Will your favorite stock have its victory lap as we hit the home stretch, or will it get lapped? First-half performances can hold some clues, so let's look to the recent past to find out whether Activision Blizzard (Nasdaq: ATVI  ) deserves a place in your portfolio going forward.

First-half recap
If you've been watching Activision over the last few years, you probably know the story of its stock moves in 2012. A huge game (or two or three) is released, gamers go nuts, and the market shrugs. Not even Diablo III could lift this stock out of its rut, as you can see here:

ATVI Total Return Price Chart

ATVI Total Return Price data by YCharts.

Here's a snapshot of its recent performance:

Market Cap $13.3 billion
TTM Revenue $4.48 billion
TTM Net Income $966 million
TTM Free Cash Flow $894 million
MRQ Revenue $1.17 billion
MRQ Net Income $384 million
MRQ Free Cash Flow $144 million
MRQ Revenue Change (YOY) (19.1%)
MRQ Net Income Change (YOY) (23.7%)
P/E 14.6
Forward P/E 11.1
Price to Free Cash Flow 14.4
Motley Fool CAPS Rating (out of 5) ****

Source: Morningstar. TTM = trailing-12-month. MRQ = most recent quarterly. YOY = year-over-year.

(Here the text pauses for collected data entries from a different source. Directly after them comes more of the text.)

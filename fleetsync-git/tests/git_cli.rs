//! `GitCli` against real throwaway repositories: a bare remote plus clones.

use std::path::{Path, PathBuf};
use std::process::Command;
use std::time::Duration;

use fleetsync_git::{GitCli, GitError, Vcs};
use tempfile::TempDir;

// ---------------------------------------------------------------------------
// Fixture helpers
// ---------------------------------------------------------------------------

fn git(dir: &Path, args: &[&str]) -> String {
    let output = Command::new("git")
        .args(args)
        .current_dir(dir)
        .env("GIT_CONFIG_NOSYSTEM", "1")
        .env("GIT_CONFIG_GLOBAL", "/dev/null")
        .env("GIT_AUTHOR_NAME", "fleet")
        .env("GIT_AUTHOR_EMAIL", "fleet@example.com")
        .env("GIT_COMMITTER_NAME", "fleet")
        .env("GIT_COMMITTER_EMAIL", "fleet@example.com")
        .output()
        .expect("run git");
    assert!(
        output.status.success(),
        "git {:?} failed: {}",
        args,
        String::from_utf8_lossy(&output.stderr)
    );
    String::from_utf8_lossy(&output.stdout).trim().to_string()
}

fn commit(dir: &Path, message: &str) -> String {
    git(dir, &["commit", "--allow-empty", "--quiet", "-m", message]);
    git(dir, &["rev-parse", "HEAD"])
}

/// A bare remote on `main` with one commit, and a clone tracking it.
struct Fleet {
    _root: TempDir,
    remote: PathBuf,
    local: PathBuf,
    peer: PathBuf,
}

impl Fleet {
    fn new() -> Self {
        let root = TempDir::new().expect("tempdir");
        let remote = root.path().join("remote.git");
        let seed = root.path().join("seed");
        git(root.path(), &["init", "--quiet", "--bare", "remote.git"]);
        git(&remote, &["symbolic-ref", "HEAD", "refs/heads/main"]);
        let remote_url = remote.to_string_lossy().into_owned();
        git(root.path(), &["clone", "--quiet", &remote_url, "seed"]);
        git(&seed, &["symbolic-ref", "HEAD", "refs/heads/main"]);
        commit(&seed, "initial");
        git(&seed, &["push", "--quiet", "-u", "origin", "main"]);
        git(root.path(), &["clone", "--quiet", &remote_url, "local"]);
        Self {
            local: root.path().join("local"),
            peer: seed,
            remote,
            _root: root,
        }
    }

    /// Land `n` new commits on the remote from the peer clone.
    fn push_upstream(&self, n: usize) -> Vec<String> {
        let ids = (0..n)
            .map(|i| commit(&self.peer, &format!("upstream {i}")))
            .collect();
        git(&self.peer, &["push", "--quiet", "origin", "main"]);
        ids
    }
}

fn cli() -> GitCli {
    GitCli::new("git").with_timeout(Some(Duration::from_secs(60)))
}

// ---------------------------------------------------------------------------
// Queries
// ---------------------------------------------------------------------------

#[test]
fn head_and_upstream_match_after_clone() {
    let fleet = Fleet::new();
    let git = cli();
    assert!(git.has_metadata(&fleet.local));
    git.fetch(&fleet.local).expect("fetch");
    let head = git.head(&fleet.local).expect("head");
    let upstream = git.upstream(&fleet.local).expect("upstream");
    assert_eq!(head, upstream);
    assert_eq!(head.len(), 40);
}

#[test]
fn fetch_sees_new_upstream_commits() {
    let fleet = Fleet::new();
    let git = cli();
    let pushed = fleet.push_upstream(2);

    git.fetch(&fleet.local).expect("fetch");
    let head = git.head(&fleet.local).expect("head");
    let upstream = git.upstream(&fleet.local).expect("upstream");
    assert_eq!(&upstream, pushed.last().expect("pushed"));
    assert!(git.is_ancestor(&fleet.local, &head, &upstream).expect("ancestry"));
    assert!(!git.is_ancestor(&fleet.local, &upstream, &head).expect("ancestry"));
    assert_eq!(
        git.ahead_behind(&fleet.local, &head, &upstream).expect("counts"),
        (0, 2)
    );
}

#[test]
fn pending_commits_are_newest_first_and_bounded() {
    let fleet = Fleet::new();
    let git = cli();
    fleet.push_upstream(4);
    git.fetch(&fleet.local).expect("fetch");
    let head = git.head(&fleet.local).expect("head");
    let upstream = git.upstream(&fleet.local).expect("upstream");

    let pending = git
        .pending_commits(&fleet.local, &head, &upstream, 3)
        .expect("pending");
    let subjects: Vec<_> = pending.iter().map(|c| c.subject.as_str()).collect();
    assert_eq!(subjects, ["upstream 3", "upstream 2", "upstream 1"]);
}

#[test]
fn fast_forward_moves_head_to_target() {
    let fleet = Fleet::new();
    let git = cli();
    fleet.push_upstream(1);
    git.fetch(&fleet.local).expect("fetch");
    let upstream = git.upstream(&fleet.local).expect("upstream");

    git.fast_forward(&fleet.local, &upstream).expect("fast-forward");
    assert_eq!(git.head(&fleet.local).expect("head"), upstream);
}

#[test]
fn fast_forward_refuses_diverged_history() {
    let fleet = Fleet::new();
    let git = cli();
    fleet.push_upstream(1);
    commit(&fleet.local, "local only");
    git.fetch(&fleet.local).expect("fetch");
    let before = git.head(&fleet.local).expect("head");
    let upstream = git.upstream(&fleet.local).expect("upstream");

    let err = git.fast_forward(&fleet.local, &upstream).unwrap_err();
    assert!(matches!(err, GitError::Failed { .. }), "got: {err}");
    assert_eq!(git.head(&fleet.local).expect("head"), before);
}

// ---------------------------------------------------------------------------
// Failures
// ---------------------------------------------------------------------------

#[test]
fn fetch_from_missing_remote_fails() {
    let fleet = Fleet::new();
    let git = cli();
    git_set_url(&fleet.local, "/nonexistent/fleetsync/remote.git");

    let err = git.fetch(&fleet.local).unwrap_err();
    match err {
        GitError::Failed { stderr, .. } => {
            assert!(!stderr.is_empty(), "diagnostic must survive noise filtering");
            assert!(!stderr.contains("hint:"));
        }
        other => panic!("expected Failed, got {other}"),
    }
}

#[test]
fn upstream_unresolved_without_tracking_branch() {
    let fleet = Fleet::new();
    let git = cli();
    self::git(&fleet.local, &["checkout", "--quiet", "-b", "scratch"]);

    let err = git.upstream(&fleet.local).unwrap_err();
    assert!(matches!(err, GitError::Failed { .. }), "got: {err}");
}

#[test]
fn head_fails_in_unborn_repository() {
    let root = TempDir::new().expect("tempdir");
    git(root.path(), &["init", "--quiet", "empty"]);
    let err = cli().head(&root.path().join("empty")).unwrap_err();
    assert!(matches!(err, GitError::Failed { .. }), "got: {err}");
}

#[test]
fn missing_metadata_detected() {
    let root = TempDir::new().expect("tempdir");
    assert!(!cli().has_metadata(root.path()));
}

#[test]
fn writable_working_copy_passes_and_leaves_no_trace() {
    let fleet = Fleet::new();
    let before: Vec<_> = std::fs::read_dir(&fleet.local)
        .expect("read_dir")
        .map(|e| e.expect("entry").file_name())
        .collect();

    cli().check_writable(&fleet.local).expect("writable");

    let after: Vec<_> = std::fs::read_dir(&fleet.local)
        .expect("read_dir")
        .map(|e| e.expect("entry").file_name())
        .collect();
    assert_eq!(before, after);
}

#[test]
fn non_directory_is_not_writable() {
    let root = TempDir::new().expect("tempdir");
    let file = root.path().join("plain-file");
    std::fs::write(&file, "x").expect("write");
    assert!(cli().check_writable(&file).is_err());
}

#[test]
fn missing_git_program_is_spawn_error() {
    let fleet = Fleet::new();
    let err = GitCli::new("fleetsync-no-such-git")
        .fetch(&fleet.local)
        .unwrap_err();
    assert!(matches!(err, GitError::Spawn { .. }), "got: {err}");
    assert!(fleet.remote.exists());
}

fn git_set_url(repo: &Path, url: &str) {
    git(repo, &["remote", "set-url", "origin", url]);
}
//! Mode controller: turns an [`Evaluation`] into a [`SyncOutcome`].
//!
//! Only `Apply` on a `RemoteAhead` repository ever touches the working copy,
//! and only with a fast-forward. Divergence is reported, never reconciled.

use fleetsync_core::{Action, ErrorKind, Mode, RepoEntry, RepoState, SyncConfig, SyncOutcome};
use fleetsync_git::Vcs;

use crate::evaluator::{Evaluation, Failure};

/// Decide and perform the action for one evaluated repository.
pub fn act<V: Vcs + ?Sized>(
    vcs: &V,
    entry: &RepoEntry,
    mode: Mode,
    evaluation: Evaluation,
    config: &SyncConfig,
) -> SyncOutcome {
    let mut outcome = SyncOutcome::new(entry.clone(), evaluation.state);
    outcome.local = evaluation.local.clone();
    outcome.upstream = evaluation.upstream.clone();
    outcome.ahead = evaluation.ahead;
    outcome.behind = evaluation.behind;

    match evaluation.state {
        RepoState::UpToDate | RepoState::LocalAhead => {}
        RepoState::Diverged => {
            let failure = evaluation.failure.unwrap_or_else(|| {
                Failure::new(ErrorKind::Diverged, "histories have diverged")
            });
            attach(&mut outcome, failure);
        }
        RepoState::Unknown => {
            let failure = evaluation.failure.unwrap_or_else(|| {
                Failure::new(ErrorKind::GitFailed, "state could not be determined")
            });
            attach(&mut outcome, failure);
        }
        RepoState::RemoteAhead => {
            if let Err(failure) = remote_ahead(vcs, entry, mode, config, &mut outcome) {
                attach(&mut outcome, failure);
            }
        }
    }
    outcome
}

fn remote_ahead<V: Vcs + ?Sized>(
    vcs: &V,
    entry: &RepoEntry,
    mode: Mode,
    config: &SyncConfig,
    outcome: &mut SyncOutcome,
) -> Result<(), Failure> {
    let (Some(local), Some(upstream)) = (outcome.local.clone(), outcome.upstream.clone()) else {
        return Err(Failure::new(
            ErrorKind::GitFailed,
            "commit ids missing for a remote-ahead repository",
        ));
    };

    outcome.pending = vcs
        .pending_commits(&entry.path, &local, &upstream, config.preview_limit)
        .map_err(|e| {
            Failure::new(
                ErrorKind::GitFailed,
                format!("cannot list pending commits: {}", e.diagnostic()),
            )
        })?;

    match mode {
        Mode::Status | Mode::DryRun => {
            outcome.action = Action::Reported;
        }
        Mode::Apply => {
            vcs.fast_forward(&entry.path, &upstream).map_err(|e| {
                Failure::new(ErrorKind::PullFailed, e.diagnostic())
            })?;
            let now = vcs.head(&entry.path).map_err(|e| {
                Failure::new(
                    ErrorKind::PullFailed,
                    format!("cannot resolve HEAD after fast-forward: {}", e.diagnostic()),
                )
            })?;
            if now != upstream {
                return Err(Failure::new(
                    ErrorKind::PullFailed,
                    format!("HEAD is at {now} after fast-forward, expected {upstream}"),
                ));
            }
            tracing::debug!(repo = %entry.name, from = %local, to = %upstream, "fast-forwarded");
            outcome.local = Some(now);
            outcome.action = Action::Pulled;
        }
    }
    Ok(())
}

fn attach(outcome: &mut SyncOutcome, failure: Failure) {
    outcome.error = Some(failure.kind);
    outcome.detail = Some(failure.detail);
}
//! Serialisation shape of run outcomes, as consumed by `fleetsync --json`.

use chrono::Utc;
use fleetsync_core::{
    Action, ErrorKind, Mode, PendingCommit, RepoEntry, RepoState, RunSummary, SyncOutcome,
};
use rstest::rstest;

#[rstest]
#[case(RepoState::UpToDate, "up_to_date")]
#[case(RepoState::LocalAhead, "local_ahead")]
#[case(RepoState::RemoteAhead, "remote_ahead")]
#[case(RepoState::Diverged, "diverged")]
#[case(RepoState::Unknown, "unknown")]
fn state_json_key(#[case] state: RepoState, #[case] key: &str) {
    let json = serde_json::to_value(state).expect("serialize");
    assert_eq!(json, serde_json::Value::String(key.to_string()));
}

#[test]
fn outcome_omits_absent_fields() {
    let outcome = SyncOutcome::new(RepoEntry::new("notes", "/srv/notes"), RepoState::UpToDate);
    let json = serde_json::to_value(&outcome).expect("serialize");
    let object = json.as_object().expect("object");
    assert!(!object.contains_key("error"));
    assert!(!object.contains_key("detail"));
    assert!(!object.contains_key("pending"));
    assert_eq!(json["repo"]["name"], "notes");
    assert_eq!(json["action"], "none");
}

#[test]
fn outcome_with_pending_commits_roundtrips() {
    let mut outcome =
        SyncOutcome::new(RepoEntry::new("infra", "/srv/infra"), RepoState::RemoteAhead);
    outcome.action = Action::Reported;
    outcome.behind = 2;
    outcome.pending = vec![
        PendingCommit {
            short_id: "b2".to_string(),
            subject: "second".to_string(),
        },
        PendingCommit {
            short_id: "a1".to_string(),
            subject: "first".to_string(),
        },
    ];
    let yaml = serde_yaml::to_string(&outcome).expect("serialize");
    let back: SyncOutcome = serde_yaml::from_str(&yaml).expect("deserialize");
    assert_eq!(back, outcome);
}

#[test]
fn summary_roundtrips_with_failures() {
    let now = Utc::now();
    let outcomes = vec![SyncOutcome::failed(
        RepoEntry::new("x", "/x"),
        ErrorKind::NotARepo,
        "no .git",
    )];
    let summary = RunSummary::from_outcomes(Mode::DryRun, &outcomes, now, now);
    let json = serde_json::to_string(&summary).expect("serialize");
    let back: RunSummary = serde_json::from_str(&json).expect("deserialize");
    assert_eq!(back, summary);
    assert_eq!(back.failed, 1);
    assert!(json.contains("\"dry_run\""));
}
//! Filtering of advisory chatter from git's diagnostic output.

/// Lines kept in a condensed diagnostic.
pub const MAX_DIAGNOSTIC_LINES: usize = 3;

/// Drop blank lines and lines starting (after leading whitespace) with any of
/// `prefixes`. Remaining lines keep their order.
pub fn filter_noise<S: AsRef<str>>(output: &str, prefixes: &[S]) -> String {
    output
        .lines()
        .map(str::trim_end)
        .filter(|line| !line.trim().is_empty())
        .filter(|line| {
            let trimmed = line.trim_start();
            !prefixes.iter().any(|p| trimmed.starts_with(p.as_ref()))
        })
        .collect::<Vec<_>>()
        .join("\n")
}

/// Collapse filtered output into a single short line for log output.
pub fn condense(filtered: &str) -> String {
    let lines: Vec<&str> = filtered.lines().map(str::trim).collect();
    let mut shown: Vec<String> = lines
        .iter()
        .take(MAX_DIAGNOSTIC_LINES)
        .map(|line| (*line).to_string())
        .collect();
    let hidden = lines.len().saturating_sub(shown.len());
    if hidden > 0 {
        shown.push(format!("(+{hidden} more)"));
    }
    shown.join(" | ")
}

What the numbers don't tell you
Fool analysts Eric Bleeker and Jason Moser sat down at the end of 2011 to answer the question, "What will it take to move Activision?" Whatever the answer is, the market hasn't found it yet. For two years, Activision has underperformed the S&P 500, despite an impressive rise in net income:

ATVI Total Return Price Chart

ATVI Total Return Price data by YCharts.

More important considerations here are the stock's precipitous P/E drop and the worrying trend of diminishing free cash flow. Based on all the records Activision has been setting, you'd think that cash flow would be on the upswing. It's not the company's long-standing stock repurchase plan kicking into high gear, either; Activision's share buyback efforts have been declining since 2009.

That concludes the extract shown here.